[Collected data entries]

<<<<

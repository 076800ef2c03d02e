//! The wave engine (§4.4 implement wave, §4.6 spec-check wave, §4.9 signal
//! flags, §4.10 timeout cleanup): the top-level driver the `run-wave` CLI
//! subcommand calls once per invocation.
//!
//! Grounded on the teacher's task-status transition discipline
//! (`domain/models/task.rs`'s `force_status` + warn-log for recovery
//! bypass) applied to reservation rollback, and the Design Notes' (§9)
//! "exceptions → explicit result types" guidance: every public entry point
//! returns a closed [`WaveOutcome`] rather than threading errors through
//! nested try/catch.

use std::collections::HashMap;
use std::path::PathBuf;
use std::sync::{Arc, Mutex};
use std::time::Instant;

use chrono::{DateTime, Utc};
use serde::{Deserialize, Serialize};
use tokio::sync::watch;

use crate::domain::errors::{OrchestratorError, OrchestratorResult};
use crate::domain::models::{
    clamp_max_parallel_tasks, ActiveWaveRecord, IssueRecord, Sandbox, Task, TaskStatus,
    WaveOutcome, WavePhase, WorkerOutcome, WorkerStatus,
};
use crate::domain::ports::GitOps;
use crate::engine::merge::{MergeIntegrator, MergeResult};
use crate::engine::recovery::RecoveryManager;
use crate::engine::selection::select_wave_tasks;
use crate::engine::timeout::{TimeoutBounds, TimeoutKind, TimeoutMonitor};
use crate::progress;
use crate::sandbox::{SandboxContext, SandboxManager};
use crate::state::StateStore;
use crate::supervisor::{SpawnSpec, WorkerExit, WorkerSupervisor};

/// Process-level parameters the canonical issue record doesn't carry
/// (§6.7): binary paths, directories, the canonical repo/branch.
#[derive(Debug, Clone)]
pub struct EngineConfig {
    pub issue_id: String,
    pub repo_path: PathBuf,
    pub canonical_branch: String,
    pub runner_bin: String,
    pub workflow_name: String,
    pub provider: String,
    pub workflows_dir: PathBuf,
    pub prompts_dir: PathBuf,
}

/// Per-task verdict recorded in the wave summary (§6.4).
#[derive(Debug, Clone, Serialize, Deserialize)]
pub struct TaskVerdict {
    pub status: WorkerStatus,
    pub exit_code: i32,
    pub branch: String,
    pub task_passed: bool,
    pub task_failed: bool,
}

#[derive(Debug, Clone, Default, Serialize, Deserialize)]
pub struct PartialSetup {
    pub created_sandboxes: Vec<String>,
    pub started_workers: Vec<String>,
}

>>>>

### Goal of the exercise
For each line above that carries the word "Clone", copy it out.

### Result
#[derive(Debug, Clone)]
#[derive(Debug, Clone, Serialize, Deserialize)]
#[derive(Debug, Clone, Default, Serialize, Deserialize)]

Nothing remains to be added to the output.